Data excerpts:
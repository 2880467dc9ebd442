//! Translation of backend-neutral enums into Vulkan equivalents.

use ash::vk;
use gpu_allocator::MemoryLocation;
use tessera_core::{
    BufferKind, ColorAttachmentImageFormat, ColorLoadOp, ColorStoreOp, CompareOp,
    DepthStencilAttachmentImageFormat, DepthStencilLoadOp, DepthStencilStoreOp, DescriptorType,
    IndexType, MemoryUsage, SampledAssetImageFormat, SamplerFilter, StorageImageFormat,
    TargetImageKind, VertexFormat,
};
use tessera_hal::transfer::{Access, ImageLayout};

pub const fn sampled_format(format: SampledAssetImageFormat) -> vk::Format {
    match format {
        SampledAssetImageFormat::R8G8B8A8Unorm => vk::Format::R8G8B8A8_UNORM,
        SampledAssetImageFormat::R8G8B8A8Srgb => vk::Format::R8G8B8A8_SRGB,
        SampledAssetImageFormat::Bc7Unorm => vk::Format::BC7_UNORM_BLOCK,
        SampledAssetImageFormat::Bc7Srgb => vk::Format::BC7_SRGB_BLOCK,
        SampledAssetImageFormat::Astc4x4Unorm => vk::Format::ASTC_4X4_UNORM_BLOCK,
        SampledAssetImageFormat::Astc4x4Srgb => vk::Format::ASTC_4X4_SRGB_BLOCK,
    }
}

pub const fn color_format(format: ColorAttachmentImageFormat) -> vk::Format {
    match format {
        ColorAttachmentImageFormat::B8G8R8A8Unorm => vk::Format::B8G8R8A8_UNORM,
        ColorAttachmentImageFormat::R8G8B8A8Unorm => vk::Format::R8G8B8A8_UNORM,
        ColorAttachmentImageFormat::A2B10G10R10UnormPack32 => vk::Format::A2B10G10R10_UNORM_PACK32,
        ColorAttachmentImageFormat::A2R10G10B10UnormPack32 => vk::Format::A2R10G10B10_UNORM_PACK32,
        ColorAttachmentImageFormat::R16G16Unorm => vk::Format::R16G16_UNORM,
        ColorAttachmentImageFormat::R32G32B32A32Uint => vk::Format::R32G32B32A32_UINT,
    }
}

pub const fn depth_stencil_format(format: DepthStencilAttachmentImageFormat) -> vk::Format {
    match format {
        DepthStencilAttachmentImageFormat::D32Sfloat => vk::Format::D32_SFLOAT,
        DepthStencilAttachmentImageFormat::X8D24UnormPack32 => vk::Format::X8_D24_UNORM_PACK32,
        DepthStencilAttachmentImageFormat::D32SfloatS8Uint => vk::Format::D32_SFLOAT_S8_UINT,
        DepthStencilAttachmentImageFormat::D24UnormS8Uint => vk::Format::D24_UNORM_S8_UINT,
    }
}

pub const fn storage_format(format: StorageImageFormat) -> vk::Format {
    match format {
        StorageImageFormat::R16Sfloat => vk::Format::R16_SFLOAT,
        StorageImageFormat::R16G16B16A16Sfloat => vk::Format::R16G16B16A16_SFLOAT,
        StorageImageFormat::R32Uint => vk::Format::R32_UINT,
    }
}

/// Native format, usage and aspect of a target image.
pub fn target_image_desc(
    kind: TargetImageKind,
    allow_sampled: bool,
) -> (vk::Format, vk::ImageUsageFlags, vk::ImageAspectFlags) {
    let (format, usage, aspect) = match kind {
        TargetImageKind::ColorAttachment(format) => (
            color_format(format),
            vk::ImageUsageFlags::COLOR_ATTACHMENT,
            vk::ImageAspectFlags::COLOR,
        ),
        TargetImageKind::DepthStencilAttachment(format) => (
            depth_stencil_format(format),
            vk::ImageUsageFlags::DEPTH_STENCIL_ATTACHMENT,
            if format.has_stencil() {
                vk::ImageAspectFlags::DEPTH | vk::ImageAspectFlags::STENCIL
            } else {
                vk::ImageAspectFlags::DEPTH
            },
        ),
        TargetImageKind::Storage(format) => (
            storage_format(format),
            vk::ImageUsageFlags::STORAGE,
            vk::ImageAspectFlags::COLOR,
        ),
    };
    let usage = match (kind, allow_sampled) {
        (_, true) => usage | vk::ImageUsageFlags::SAMPLED,
        (TargetImageKind::Storage(_), false) => usage,
        (_, false) => usage | vk::ImageUsageFlags::TRANSIENT_ATTACHMENT,
    };
    (format, usage, aspect)
}

pub const fn compare_op(op: CompareOp) -> vk::CompareOp {
    match op {
        CompareOp::Greater => vk::CompareOp::GREATER,
        CompareOp::Less => vk::CompareOp::LESS,
        CompareOp::Always => vk::CompareOp::ALWAYS,
    }
}

pub const fn sampler_filter(filter: SamplerFilter) -> (vk::Filter, vk::SamplerMipmapMode) {
    match filter {
        SamplerFilter::Nearest => (vk::Filter::NEAREST, vk::SamplerMipmapMode::NEAREST),
        SamplerFilter::Linear => (vk::Filter::LINEAR, vk::SamplerMipmapMode::LINEAR),
    }
}

pub const fn color_load_op(op: ColorLoadOp) -> vk::AttachmentLoadOp {
    match op {
        ColorLoadOp::DontCare => vk::AttachmentLoadOp::DONT_CARE,
        ColorLoadOp::Clear => vk::AttachmentLoadOp::CLEAR,
    }
}

/// Store op and final layout of a color attachment.
pub const fn color_store(op: ColorStoreOp) -> (vk::AttachmentStoreOp, vk::ImageLayout) {
    match op {
        ColorStoreOp::DontCare => (
            vk::AttachmentStoreOp::DONT_CARE,
            vk::ImageLayout::COLOR_ATTACHMENT_OPTIMAL,
        ),
        ColorStoreOp::FlushForSampledImage => (
            vk::AttachmentStoreOp::STORE,
            vk::ImageLayout::SHADER_READ_ONLY_OPTIMAL,
        ),
        ColorStoreOp::FlushForPresent => {
            (vk::AttachmentStoreOp::STORE, vk::ImageLayout::PRESENT_SRC_KHR)
        }
    }
}

pub const fn depth_stencil_load_op(op: DepthStencilLoadOp) -> vk::AttachmentLoadOp {
    match op {
        DepthStencilLoadOp::DontCare => vk::AttachmentLoadOp::DONT_CARE,
        DepthStencilLoadOp::Clear => vk::AttachmentLoadOp::CLEAR,
    }
}

/// Store op and final layout of a depth-stencil attachment.
pub const fn depth_stencil_store(op: DepthStencilStoreOp) -> (vk::AttachmentStoreOp, vk::ImageLayout) {
    match op {
        DepthStencilStoreOp::DontCare => (
            vk::AttachmentStoreOp::DONT_CARE,
            vk::ImageLayout::DEPTH_STENCIL_ATTACHMENT_OPTIMAL,
        ),
        DepthStencilStoreOp::FlushForSampledImage => (
            vk::AttachmentStoreOp::STORE,
            vk::ImageLayout::SHADER_READ_ONLY_OPTIMAL,
        ),
    }
}

pub const fn vertex_format(format: VertexFormat) -> vk::Format {
    match format {
        VertexFormat::R32G32B32Sfloat => vk::Format::R32G32B32_SFLOAT,
    }
}

pub const fn index_type(index_type: IndexType) -> vk::IndexType {
    match index_type {
        IndexType::U16 => vk::IndexType::UINT16,
        IndexType::U32 => vk::IndexType::UINT32,
    }
}

pub const fn descriptor_type(descriptor_type: DescriptorType) -> vk::DescriptorType {
    match descriptor_type {
        DescriptorType::DynamicUniformBuffer => vk::DescriptorType::UNIFORM_BUFFER_DYNAMIC,
        DescriptorType::ReadOnlyStorageBuffer | DescriptorType::StorageBuffer => {
            vk::DescriptorType::STORAGE_BUFFER
        }
        DescriptorType::SampledImage => vk::DescriptorType::SAMPLED_IMAGE,
        DescriptorType::StorageImage => vk::DescriptorType::STORAGE_IMAGE,
        DescriptorType::Sampler => vk::DescriptorType::SAMPLER,
        DescriptorType::TopLevelAccelerationStructure => {
            vk::DescriptorType::ACCELERATION_STRUCTURE_KHR
        }
    }
}

pub const fn memory_location(usage: MemoryUsage) -> MemoryLocation {
    match usage {
        MemoryUsage::HostUpload => MemoryLocation::CpuToGpu,
        MemoryUsage::DeviceLocal => MemoryLocation::GpuOnly,
        MemoryUsage::HostReadback => MemoryLocation::GpuToCpu,
    }
}

/// Usage flags of a buffer kind. Device addresses and build-input usage are
/// only requested when acceleration structures are enabled.
pub fn buffer_usage(kind: BufferKind, ray_tracing: bool) -> vk::BufferUsageFlags {
    let build_input = if ray_tracing {
        vk::BufferUsageFlags::ACCELERATION_STRUCTURE_BUILD_INPUT_READ_ONLY_KHR
            | vk::BufferUsageFlags::SHADER_DEVICE_ADDRESS
    } else {
        vk::BufferUsageFlags::empty()
    };
    match kind {
        BufferKind::UniformUpload => vk::BufferUsageFlags::UNIFORM_BUFFER,
        BufferKind::StagingUpload => vk::BufferUsageFlags::TRANSFER_SRC,
        BufferKind::StorageIntermediate => {
            vk::BufferUsageFlags::STORAGE_BUFFER | vk::BufferUsageFlags::TRANSFER_DST | build_input
        }
        BufferKind::StorageAsset => {
            vk::BufferUsageFlags::STORAGE_BUFFER | vk::BufferUsageFlags::TRANSFER_DST | build_input
        }
        BufferKind::Scratch => {
            vk::BufferUsageFlags::STORAGE_BUFFER | vk::BufferUsageFlags::SHADER_DEVICE_ADDRESS
        }
        BufferKind::TlasInstanceUpload => build_input,
        BufferKind::Readback => {
            vk::BufferUsageFlags::STORAGE_BUFFER | vk::BufferUsageFlags::TRANSFER_DST
        }
    }
}

pub const fn image_layout(layout: ImageLayout) -> vk::ImageLayout {
    match layout {
        ImageLayout::TransferDestination => vk::ImageLayout::TRANSFER_DST_OPTIMAL,
        ImageLayout::ShaderReadOnly => vk::ImageLayout::SHADER_READ_ONLY_OPTIMAL,
    }
}

/// Pipeline stages and access flags covering `access`.
///
/// Acceleration structure stages are dropped when ray tracing is disabled,
/// since they are invalid without the extension.
pub fn access_scope(access: Access, ray_tracing: bool) -> (vk::PipelineStageFlags2, vk::AccessFlags2) {
    let mut stages = vk::PipelineStageFlags2::empty();
    let mut flags = vk::AccessFlags2::empty();
    if access.contains(Access::TRANSFER_WRITE) {
        stages |= vk::PipelineStageFlags2::TRANSFER;
        flags |= vk::AccessFlags2::TRANSFER_WRITE;
    }
    if access.contains(Access::SHADER_READ) {
        stages |= vk::PipelineStageFlags2::COMPUTE_SHADER;
        flags |= vk::AccessFlags2::SHADER_READ;
    }
    if ray_tracing {
        if access.contains(Access::BUILD_INPUT_READ) {
            stages |= vk::PipelineStageFlags2::ACCELERATION_STRUCTURE_BUILD_KHR;
            flags |= vk::AccessFlags2::SHADER_READ;
        }
        if access.contains(Access::ACCELERATION_STRUCTURE_WRITE) {
            stages |= vk::PipelineStageFlags2::ACCELERATION_STRUCTURE_BUILD_KHR;
            flags |= vk::AccessFlags2::ACCELERATION_STRUCTURE_WRITE_KHR;
        }
        if access.contains(Access::ACCELERATION_STRUCTURE_READ) {
            stages |= vk::PipelineStageFlags2::ACCELERATION_STRUCTURE_BUILD_KHR
                | vk::PipelineStageFlags2::COMPUTE_SHADER;
            flags |= vk::AccessFlags2::ACCELERATION_STRUCTURE_READ_KHR;
        }
    }
    if stages.is_empty() {
        stages = vk::PipelineStageFlags2::NONE;
    }
    (stages, flags)
}

/// Texel row length and image height of a staged mip, as Vulkan expects them.
pub const fn staged_extent(
    format: SampledAssetImageFormat,
    row_pitch: u32,
    row_count: u32,
) -> (u32, u32) {
    let (block_width, block_height) = format.block_extent();
    (
        row_pitch / format.block_size() * block_width,
        row_count * block_height,
    )
}

#[cfg(test)]
mod tests {
    use super::*;

    #[test]
    fn read_only_and_writable_storage_share_a_native_type() {
        assert_eq!(
            descriptor_type(DescriptorType::ReadOnlyStorageBuffer),
            descriptor_type(DescriptorType::StorageBuffer)
        );
        assert_eq!(
            descriptor_type(DescriptorType::DynamicUniformBuffer),
            vk::DescriptorType::UNIFORM_BUFFER_DYNAMIC
        );
    }

    #[test]
    fn build_inputs_need_device_addresses_only_with_ray_tracing() {
        let with = buffer_usage(BufferKind::StorageAsset, true);
        let without = buffer_usage(BufferKind::StorageAsset, false);
        assert!(with.contains(vk::BufferUsageFlags::SHADER_DEVICE_ADDRESS));
        assert!(!without.contains(vk::BufferUsageFlags::SHADER_DEVICE_ADDRESS));
        assert!(without.contains(vk::BufferUsageFlags::TRANSFER_DST));
    }

    #[test]
    fn acceleration_structure_stages_require_ray_tracing() {
        let (stages, flags) = access_scope(Access::ACCELERATION_STRUCTURE_READ, false);
        assert_eq!(stages, vk::PipelineStageFlags2::NONE);
        assert!(flags.is_empty());

        let (stages, flags) = access_scope(Access::ACCELERATION_STRUCTURE_READ, true);
        assert!(stages.contains(vk::PipelineStageFlags2::ACCELERATION_STRUCTURE_BUILD_KHR));
        assert!(flags.contains(vk::AccessFlags2::ACCELERATION_STRUCTURE_READ_KHR));
    }

    #[test]
    fn transient_attachments_are_not_sampled() {
        let color = TargetImageKind::ColorAttachment(ColorAttachmentImageFormat::B8G8R8A8Unorm);
        let (format, usage, aspect) = target_image_desc(color, false);
        assert_eq!(format, vk::Format::B8G8R8A8_UNORM);
        assert!(usage.contains(vk::ImageUsageFlags::TRANSIENT_ATTACHMENT));
        assert!(!usage.contains(vk::ImageUsageFlags::SAMPLED));
        assert_eq!(aspect, vk::ImageAspectFlags::COLOR);

        let depth = TargetImageKind::DepthStencilAttachment(DepthStencilAttachmentImageFormat::D24UnormS8Uint);
        let (_, usage, aspect) = target_image_desc(depth, true);
        assert!(usage.contains(vk::ImageUsageFlags::SAMPLED));
        assert!(aspect.contains(vk::ImageAspectFlags::STENCIL));

        let storage = TargetImageKind::Storage(StorageImageFormat::R16Sfloat);
        let (_, usage, _) = target_image_desc(storage, false);
        assert_eq!(usage, vk::ImageUsageFlags::STORAGE);
    }

    #[test]
    fn store_ops_pick_the_next_layout() {
        assert_eq!(
            color_store(ColorStoreOp::FlushForPresent).1,
            vk::ImageLayout::PRESENT_SRC_KHR
        );
        assert_eq!(
            depth_stencil_store(DepthStencilStoreOp::FlushForSampledImage),
            (vk::AttachmentStoreOp::STORE, vk::ImageLayout::SHADER_READ_ONLY_OPTIMAL)
        );
        assert_eq!(compare_op(CompareOp::Greater), vk::CompareOp::GREATER);
    }

    #[test]
    fn staged_extent_counts_texels() {
        // 256-byte pitch of BC7 blocks holds 16 blocks, 64 texels.
        assert_eq!(staged_extent(SampledAssetImageFormat::Bc7Unorm, 256, 2), (64, 8));
        assert_eq!(staged_extent(SampledAssetImageFormat::R8G8B8A8Unorm, 256, 3), (64, 3));
    }
}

• Exercise: When a line among the entries above contains "AttachmentLoadOp", copy it.

• Expected answer:
pub const fn color_load_op(op: ColorLoadOp) -> vk::AttachmentLoadOp {
        ColorLoadOp::DontCare => vk::AttachmentLoadOp::DONT_CARE,
        ColorLoadOp::Clear => vk::AttachmentLoadOp::CLEAR,
pub const fn depth_stencil_load_op(op: DepthStencilLoadOp) -> vk::AttachmentLoadOp {
        DepthStencilLoadOp::DontCare => vk::AttachmentLoadOp::DONT_CARE,
        DepthStencilLoadOp::Clear => vk::AttachmentLoadOp::CLEAR,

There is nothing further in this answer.